Tout d’abord, j’attire votre attention sur un point : acheter des résultats rapides, en investissant massivement dans quelques superstars, est un leurre. La recherche – tel est son b.a.-ba – fonctionne sur le temps long. Elle repose sur un travail de fond et l’exploration de voies originales qui ne paraissent pas immédiatement fructueuses commercialement.

Or la recherche est aujourd’hui chroniquement sous-financée dans notre pays. Nous ne sortirons pas de l’ornière tant que 2, 2 % de notre PIB seulement lui sera consacré. À titre de comparaison, cet effort s’élève à 3, 1 % en Allemagne et à 2, 8 % aux États-Unis.

La recherche est une affaire de coopération, une affaire globale. De plus en plus, les enjeux liés à la recherche doivent se penser et être coordonnés au niveau européen, pour que celle-ci soit réellement efficace. La prochaine étape est donc, nous semble-t-il, de parvenir à concilier nos plans d’actions et d’investissement avec ceux de nos voisins européens.

Je tiens à affirmer dès maintenant l’importance d’une notion clé, sur laquelle nous aurons l’occasion de revenir lors de la discussion des amendements du groupe écologiste : la démocratie sanitaire.

Il s’agit, d’une part, de permettre aux citoyens et à la société civile d’être impliqués dans les prises de décision, et, d’autre part, de faire en sorte que les décisions relatives aux soins, aux médicaments et aux traitements soient prises avec un maximum de transparence.

Le risque est que les citoyens perdent confiance dans les mécanismes et le bien-fondé des décisions prises à cause de la technicisation et de la complexification croissante des enjeux liés à la santé. Nous avons, hélas, pu le constater ces derniers mois. C’est en tout cas sous ce prisme que nous abordons ce texte.

La présente proposition de loi, essentiellement technique, comporte toutefois des avancées indéniables.

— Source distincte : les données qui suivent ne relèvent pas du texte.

//! In-memory resource store.
//!
//! Writes are staged and only become visible to reads on `persist`, so it
//! behaves like a unit-of-work store at the commit boundary.

use std::sync::atomic::{AtomicUsize, Ordering};
use std::sync::{Mutex, RwLock};

use async_trait::async_trait;
use uuid::Uuid;

use crate::resource::{Document, Queryable, Resource};

use super::store::{ResourceStore, StoreError, StoreResult};

type KeyGenerator<K> = Box<dyn Fn() -> K + Send + Sync>;

enum PendingWrite<T: Resource> {
    Insert(T),
    Replace(T),
    Remove(T::Key),
}

/// In-memory store with a staged write buffer
pub struct InMemoryStore<T: Resource> {
    committed: RwLock<Vec<T>>,
    pending: Mutex<Vec<PendingWrite<T>>>,
    next_key: KeyGenerator<T::Key>,
    commits: AtomicUsize,
}

impl<T: Resource> InMemoryStore<T> {
    /// Create an empty store; `next_key` generates keys for new entities
    pub fn new(next_key: impl Fn() -> T::Key + Send + Sync + 'static) -> Self {
        Self {
            committed: RwLock::new(Vec::new()),
            pending: Mutex::new(Vec::new()),
            next_key: Box::new(next_key),
            commits: AtomicUsize::new(0),
        }
    }

    /// Seed committed entities (entities without a key get one)
    pub fn with_entities(self, entities: Vec<T>) -> Self {
        let seeded: Vec<T> = entities
            .into_iter()
            .map(|e| match e.key() {
                Some(_) => e,
                None => e.with_key((self.next_key)()),
            })
            .collect();
        Self {
            committed: RwLock::new(seeded),
            ..self
        }
    }

    /// Snapshot of committed entities in insertion order
    pub fn committed(&self) -> StoreResult<Vec<T>> {
        let rows = self.committed.read().map_err(|_| poisoned())?;
        Ok(rows.clone())
    }

    /// Number of staged, not yet persisted writes
    pub fn pending_writes(&self) -> StoreResult<usize> {
        let pending = self.pending.lock().map_err(|_| poisoned())?;
        Ok(pending.len())
    }

    /// Number of successful `persist` calls
    pub fn commit_count(&self) -> usize {
        self.commits.load(Ordering::SeqCst)
    }

    /// Drop staged writes
    pub fn discard(&self) -> StoreResult<()> {
        self.pending.lock().map_err(|_| poisoned())?.clear();
        Ok(())
    }

    /// Remove a committed entity directly, as another writer would
    pub fn remove_committed(&self, key: &T::Key) -> StoreResult<bool> {
        let mut rows = self.committed.write().map_err(|_| poisoned())?;
        let before = rows.len();
        rows.retain(|e| e.key().as_ref() != Some(key));
        Ok(rows.len() != before)
    }

    /// Committed entities with staged writes applied
    fn working_view(&self) -> StoreResult<Vec<T>> {
        let mut rows = self.committed()?;
        let pending = self.pending.lock().map_err(|_| poisoned())?;
        for write in pending.iter() {
            apply_write(&mut rows, write);
        }
        Ok(rows)
    }

    fn contains(&self, key: &T::Key) -> StoreResult<bool> {
        Ok(self
            .working_view()?
            .iter()
            .any(|e| e.key().as_ref() == Some(key)))
    }

    fn stage(&self, write: PendingWrite<T>) -> StoreResult<()> {
        self.pending.lock().map_err(|_| poisoned())?.push(write);
        Ok(())
    }
}

impl InMemoryStore<Document> {
    /// Document store keyed by random UUIDs
    pub fn documents() -> Self {
        Self::new(|| Uuid::new_v4().to_string())
    }
}

#[async_trait]
impl<T: Resource> ResourceStore<T> for InMemoryStore<T> {
    async fn queryable(&self) -> StoreResult<Queryable<T>> {
        Ok(Queryable::new(self.committed()?))
    }

    async fn create(&self, entity: T) -> StoreResult<T> {
        let key = entity.key().unwrap_or_else(|| (self.next_key)());
        if self.contains(&key)? {
            return Err(StoreError::conflict(format!("key {} already exists", key)));
        }

        let entity = entity.with_key(key);
        self.stage(PendingWrite::Insert(entity.clone()))?;
        Ok(entity)
    }

    async fn update(&self, entity: T) -> StoreResult<T> {
        let key = entity
            .key()
            .ok_or_else(|| StoreError::conflict("cannot update an entity without a key"))?;
        if !self.contains(&key)? {
            return Err(StoreError::conflict(format!("key {} no longer exists", key)));
        }

        self.stage(PendingWrite::Replace(entity.clone()))?;
        Ok(entity)
    }

    async fn delete(&self, entity: &T) -> StoreResult<usize> {
        let Some(key) = entity.key() else {
            return Ok(0);
        };
        if !self.contains(&key)? {
            return Ok(0);
        }

        self.stage(PendingWrite::Remove(key))?;
        Ok(1)
    }

    async fn persist(&self) -> StoreResult<()> {
        let writes: Vec<PendingWrite<T>> = {
            let mut pending = self.pending.lock().map_err(|_| poisoned())?;
            pending.drain(..).collect()
        };

        let mut rows = self.committed.write().map_err(|_| poisoned())?;
        for write in &writes {
            apply_write(&mut rows, write);
        }
        self.commits.fetch_add(1, Ordering::SeqCst);
        Ok(())
    }
}

fn apply_write<T: Resource>(rows: &mut Vec<T>, write: &PendingWrite<T>) {
    match write {
        PendingWrite::Insert(entity) => rows.push(entity.clone()),
        PendingWrite::Replace(entity) => {
            let key = entity.key();
            if let Some(slot) = rows.iter_mut().find(|e| e.key() == key) {
                *slot = entity.clone();
            }
        }
        PendingWrite::Remove(key) => rows.retain(|e| e.key().as_ref() != Some(key)),
    }
}

fn poisoned() -> StoreError {
    StoreError::backend("Lock poisoned")
}

#[cfg(test)]
mod tests {
    use super::*;
    use serde_json::json;

    #[tokio::test]
    async fn test_writes_invisible_until_persist() {
        let store = InMemoryStore::documents();
        let created = store.create(Document::new(json!({"title": "x"}))).await.unwrap();
        assert!(created.id.is_some());

        assert!(store.queryable().await.unwrap().documents().unwrap().is_empty());
        assert_eq!(store.pending_writes().unwrap(), 1);

        store.persist().await.unwrap();
        assert_eq!(store.committed().unwrap(), vec![created]);
        assert_eq!(store.commit_count(), 1);
    }

    #[tokio::test]
    async fn test_create_with_existing_key_conflicts() {
        let store = InMemoryStore::documents()
            .with_entities(vec![Document::with_id("a", json!({}))]);
        let result = store.create(Document::with_id("a", json!({}))).await;
        assert!(matches!(result, Err(StoreError::Conflict(_))));
    }

    #[tokio::test]
    async fn test_update_missing_conflicts() {
        let store = InMemoryStore::documents();
        let result = store.update(Document::with_id("ghost", json!({}))).await;
        assert!(matches!(result, Err(StoreError::Conflict(_))));
    }

    #[tokio::test]
    async fn test_delete_counts() {
        let store = InMemoryStore::documents()
            .with_entities(vec![Document::with_id("a", json!({}))]);
        let doc = Document::with_id("a", json!({}));

        assert_eq!(store.delete(&doc).await.unwrap(), 1);
        // Already staged for removal
        assert_eq!(store.delete(&doc).await.unwrap(), 0);

        store.persist().await.unwrap();
        assert!(store.committed().unwrap().is_empty());
    }

    #[tokio::test]
    async fn test_discard_drops_staged_writes() {
        let store = InMemoryStore::documents();
        store.create(Document::new(json!({}))).await.unwrap();
        store.discard().unwrap();
        store.persist().await.unwrap();
        assert!(store.committed().unwrap().is_empty());
    }

    #[test]
    fn test_seeding_assigns_missing_keys() {
        let store = InMemoryStore::documents().with_entities(vec![Document::new(json!({"a": 1}))]);
        assert!(store.committed().unwrap()[0].id.is_some());
    }
}
//! # Resource Endpoint Module
//!
//! Request-level state machines over a [`ResourceAdapter`] and their HTTP
//! framing.
//!
//! | Request | Steps | Success |
//! |---------|-------|---------|
//! | collection fetch | apply directives | `Accepted(page)` |
//! | single fetch | lookup, shape | `Accepted(entity)` |
//! | delete | lookup, remove, persist | `AcceptedEmpty` |
//! | create | insert, persist | `Created(entity)` |
//! | patch | lookup, merge + update, persist | `Updated(entity)` |
//! | put | update, persist | `Updated(entity)` |
//!
//! [`ResourceAdapter`]: crate::adapter::ResourceAdapter

#[allow(clippy::module_inception)]
pub mod endpoint;
pub mod outcome;
pub mod server;

pub use endpoint::{EndpointResult, ResourceEndpoint};
pub use outcome::{Outcome, Rejection};
pub use server::{resource_router, ErrorResponse};
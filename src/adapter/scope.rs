//! Query scoping: the mandatory base restriction applied before any caller
//! directive.

use crate::query::directives::{IgnoredCategories, QueryDirectives};
use crate::query::filter::FilterExpr;
use crate::query::settings::QuerySettings;
use crate::resource::{Queryable, Resource};

/// Inputs of one query after scoping.
///
/// A scope receives the caller's values and returns the ones the adapter
/// will actually use. `query` is `None` when no base collection is available.
#[derive(Debug, Clone)]
pub struct Prepared<T> {
    pub directives: Option<QueryDirectives>,
    pub settings: QuerySettings,
    pub ignored: IgnoredCategories,
    pub query: Option<Queryable<T>>,
}

/// Injects mandatory scoping into a resource's base query
pub trait QueryScope<T: Resource>: Send + Sync {
    /// Restrict the base query and adjust directives/settings for this call.
    ///
    /// Must not apply the caller's directives; the adapter does that.
    fn prepare(&self, prepared: Prepared<T>) -> Prepared<T>;
}

/// Default scope: the full collection, inputs unchanged
#[derive(Debug, Clone, Copy, Default)]
pub struct Unscoped;

impl<T: Resource> QueryScope<T> for Unscoped {
    fn prepare(&self, prepared: Prepared<T>) -> Prepared<T> {
        prepared
    }
}

impl<T, F> QueryScope<T> for F
where
    T: Resource,
    F: Fn(Prepared<T>) -> Prepared<T> + Send + Sync,
{
    fn prepare(&self, prepared: Prepared<T>) -> Prepared<T> {
        self(prepared)
    }
}

/// Fixed restrictions (e.g. owner or tenant), optional page-size cap and
/// extra ignored categories
#[derive(Debug, Clone, Default)]
pub struct RestrictionScope {
    restrictions: Vec<FilterExpr>,
    max_page_size: Option<usize>,
    ignore: IgnoredCategories,
}

impl RestrictionScope {
    pub fn new() -> Self {
        Self::default()
    }

    /// Only entities whose `field` equals `value`
    pub fn owned_by(field: impl Into<String>, value: serde_json::Value) -> Self {
        Self::new().restrict(FilterExpr::eq(field, value))
    }

    pub fn restrict(mut self, restriction: FilterExpr) -> Self {
        self.restrictions.push(restriction);
        self
    }

    pub fn cap_page_size(mut self, max: usize) -> Self {
        self.max_page_size = Some(max);
        self
    }

    pub fn ignore(mut self, ignored: IgnoredCategories) -> Self {
        self.ignore = self.ignore.union(ignored);
        self
    }
}

impl<T: Resource> QueryScope<T> for RestrictionScope {
    fn prepare(&self, mut prepared: Prepared<T>) -> Prepared<T> {
        prepared.query = prepared.query.map(|query| {
            self.restrictions
                .iter()
                .cloned()
                .fold(query, Queryable::restrict)
        });

        if let Some(max) = self.max_page_size {
            prepared.settings.page_size = prepared.settings.page_size.min(max);
        }
        prepared.ignored = prepared.ignored.union(self.ignore);

        prepared
    }
}
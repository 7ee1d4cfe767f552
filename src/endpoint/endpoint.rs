//! Resource Endpoint
//!
//! Per-request state machine: delegates each verb to the adapter in a fixed
//! order and turns the result into an [`Outcome`]. Every mutating request
//! persists exactly once, after the mutation succeeds and before the outcome
//! is produced.

use serde::Serialize;
use serde_json::Value;
use tracing::{debug, info, warn};

use crate::adapter::adapter::ResourceAdapter;
use crate::adapter::errors::{AdapterError, AdapterResult};
use crate::query::directives::{IgnoredCategories, QueryDirectives};
use crate::query::settings::QuerySettings;
use crate::resource::{Delta, Resource};

use super::outcome::{Outcome, Rejection};

/// Result of an endpoint request. Client errors are folded into
/// [`Outcome::Rejected`]; only server-side failures remain as `Err`.
pub type EndpointResult = AdapterResult<Outcome>;

/// Endpoint for one resource type
pub struct ResourceEndpoint<T: Resource> {
    adapter: ResourceAdapter<T>,
    settings: QuerySettings,
    ignored: IgnoredCategories,
}

impl<T: Resource> ResourceEndpoint<T> {
    pub fn new(adapter: ResourceAdapter<T>) -> Self {
        Self {
            adapter,
            settings: QuerySettings::default(),
            ignored: IgnoredCategories::none(),
        }
    }

    pub fn with_settings(mut self, settings: QuerySettings) -> Self {
        self.settings = settings;
        self
    }

    pub fn with_ignored(mut self, ignored: IgnoredCategories) -> Self {
        self.ignored = ignored;
        self
    }

    /// Collection fetch
    pub async fn get_collection(&self, directives: Option<QueryDirectives>) -> EndpointResult {
        settle("get_collection", self.collection(directives).await)
    }

    /// Single fetch
    pub async fn get(&self, key: Option<T::Key>, directives: Option<QueryDirectives>) -> EndpointResult {
        settle("get", self.single(key, directives).await)
    }

    /// Delete: lookup, remove, persist. A zero-count removal is rejected and
    /// nothing is persisted.
    pub async fn delete(&self, key: Option<T::Key>) -> EndpointResult {
        settle("delete", self.remove(key).await)
    }

    /// Create: insert, persist
    pub async fn create(&self, entity: Option<T>) -> EndpointResult {
        settle("create", self.insert(entity).await)
    }

    /// Partial update: lookup, merge + update, persist
    pub async fn patch(&self, key: Option<T::Key>, delta: Option<Delta<T>>) -> EndpointResult {
        settle("patch", self.merge(key, delta).await)
    }

    /// Full replace: put, persist.
    ///
    /// A body without a key takes the addressed key; a body naming a
    /// different key is rejected.
    pub async fn put(&self, key: Option<T::Key>, entity: Option<T>) -> EndpointResult {
        settle("put", self.replace(key, entity).await)
    }

    async fn collection(&self, directives: Option<QueryDirectives>) -> AdapterResult<Outcome> {
        let page = self
            .adapter
            .get_collection(directives, &self.settings, self.ignored)
            .await?;
        Ok(Outcome::Accepted(to_body(&page)?))
    }

    async fn single(
        &self,
        key: Option<T::Key>,
        directives: Option<QueryDirectives>,
    ) -> AdapterResult<Outcome> {
        let shaped = self
            .adapter
            .get_single(key.as_ref(), directives, &self.settings, self.ignored)
            .await?;
        Ok(Outcome::Accepted(shaped.into_document()?))
    }

    async fn remove(&self, key: Option<T::Key>) -> AdapterResult<Outcome> {
        let entity = self
            .adapter
            .fetch(key.as_ref(), &self.settings, self.ignored)
            .await?;

        let affected = self.adapter.remove(Some(&entity)).await?;
        if affected == 0 {
            return Err(AdapterError::zero_affected(format!(
                "delete of {} affected no rows",
                display_key(&entity)
            )));
        }

        self.adapter.persist().await?;
        info!(key = %display_key(&entity), "entity deleted");
        Ok(Outcome::AcceptedEmpty)
    }

    async fn insert(&self, entity: Option<T>) -> AdapterResult<Outcome> {
        let created = self.adapter.insert(entity).await?;
        self.adapter.persist().await?;
        info!(key = %display_key(&created), "entity created");
        Ok(Outcome::Created(document(&created)?))
    }

    async fn merge(&self, key: Option<T::Key>, delta: Option<Delta<T>>) -> AdapterResult<Outcome> {
        let current = self
            .adapter
            .fetch(key.as_ref(), &self.settings, self.ignored)
            .await?;

        let updated = self.adapter.patch(Some(current), delta.as_ref()).await?;
        self.adapter.persist().await?;
        info!(key = %display_key(&updated), "entity patched");
        Ok(Outcome::Updated(document(&updated)?))
    }

    async fn replace(&self, key: Option<T::Key>, entity: Option<T>) -> AdapterResult<Outcome> {
        let key = key.ok_or_else(|| AdapterError::invalid_argument("key is required"))?;
        let entity = match entity {
            Some(entity) => match entity.key() {
                Some(body_key) if body_key != key => {
                    return Err(AdapterError::invalid_argument(format!(
                        "body key {} does not match addressed key {}",
                        body_key, key
                    )));
                }
                _ => Some(entity.with_key(key)),
            },
            None => None,
        };

        let updated = self.adapter.put(entity).await?;
        self.adapter.persist().await?;
        info!(key = %display_key(&updated), "entity replaced");
        Ok(Outcome::Updated(document(&updated)?))
    }
}

/// Fold client errors into a rejection outcome
fn settle(operation: &'static str, result: AdapterResult<Outcome>) -> EndpointResult {
    match result {
        Ok(outcome) => Ok(outcome),
        Err(err) => match Rejection::try_from(err) {
            Ok(rejection) => {
                debug!(operation, reason = rejection.message(), "request rejected");
                Ok(Outcome::Rejected(rejection))
            }
            Err(err) => {
                warn!(operation, error = %err, "request failed");
                Err(err)
            }
        },
    }
}

fn to_body(value: &impl Serialize) -> AdapterResult<Value> {
    serde_json::to_value(value).map_err(|e| AdapterError::encoding(e.to_string()))
}

fn document<T: Resource>(entity: &T) -> AdapterResult<Value> {
    entity
        .to_document()
        .map_err(|e| AdapterError::encoding(e.to_string()))
}

fn display_key<T: Resource>(entity: &T) -> String {
    entity
        .key()
        .map(|k| k.to_string())
        .unwrap_or_else(|| "<unkeyed>".to_string())
}
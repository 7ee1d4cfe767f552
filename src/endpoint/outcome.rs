//! # Endpoint Outcomes
//!
//! Protocol-neutral result categories of one endpoint request.

use serde_json::Value;

use crate::adapter::errors::AdapterError;

/// Outcome of one endpoint request
#[derive(Debug, Clone, PartialEq)]
pub enum Outcome {
    /// Accepted, with a body
    Accepted(Value),

    /// Accepted, no body
    AcceptedEmpty,

    /// Created, with the stored entity
    Created(Value),

    /// Updated, with the stored entity
    Updated(Value),

    /// Client error
    Rejected(Rejection),
}

impl Outcome {
    pub fn body(&self) -> Option<&Value> {
        match self {
            Outcome::Accepted(body) | Outcome::Created(body) | Outcome::Updated(body) => Some(body),
            Outcome::AcceptedEmpty | Outcome::Rejected(_) => None,
        }
    }
}

/// Client-error categories an endpoint reports
#[derive(Debug, Clone, PartialEq, Eq)]
pub enum Rejection {
    InvalidArgument(String),
    NotFound(String),
    ZeroAffected(String),
}

impl Rejection {
    pub fn message(&self) -> &str {
        match self {
            Rejection::InvalidArgument(msg)
            | Rejection::NotFound(msg)
            | Rejection::ZeroAffected(msg) => msg,
        }
    }

    /// Get HTTP status code
    pub fn status_code(&self) -> u16 {
        match self {
            Rejection::InvalidArgument(_) | Rejection::ZeroAffected(_) => 400,
            Rejection::NotFound(_) => 404,
        }
    }
}

impl TryFrom<AdapterError> for Rejection {
    /// Server-side errors are handed back unchanged
    type Error = AdapterError;

    fn try_from(err: AdapterError) -> Result<Self, Self::Error> {
        match err {
            AdapterError::InvalidArgument(msg) => Ok(Rejection::InvalidArgument(msg)),
            AdapterError::NotFound(msg) => Ok(Rejection::NotFound(msg)),
            AdapterError::ZeroAffected(msg) => Ok(Rejection::ZeroAffected(msg)),
            other => Err(other),
        }
    }
}

#[cfg(test)]
mod tests {
    use super::*;
    use crate::adapter::store::StoreError;

    #[test]
    fn test_client_errors_become_rejections() {
        let rejection = Rejection::try_from(AdapterError::not_found("k")).unwrap();
        assert_eq!(rejection, Rejection::NotFound("k".to_string()));
        assert_eq!(rejection.status_code(), 404);

        let rejection = Rejection::try_from(AdapterError::zero_affected("k")).unwrap();
        assert_eq!(rejection.status_code(), 400);
    }

    #[test]
    fn test_server_errors_pass_through() {
        let err = AdapterError::from(StoreError::timeout("slow"));
        assert_eq!(Rejection::try_from(err.clone()), Err(err));
    }
}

Je tiens notamment à saluer le travail de nos collègues sur les articles encadrant le Health Data Hub voulu par le Gouvernement.

La sécurisation des données de santé de nos concitoyens est essentielle. En effet, réserver l’hébergement et la gestion de ces données à des acteurs européens permet de s’assurer que ce sont bien les législations nationale et européenne relatives à la protection des données individuelles qui s’appliquent.

Malgré des différences de fond avec le texte de la commission, force est de constater que cette proposition de loi est un motif d’espoir pour nos concitoyens, qui veulent accéder plus rapidement à des traitements innovants.

C’est pourquoi le groupe écologiste votera en faveur de ce texte.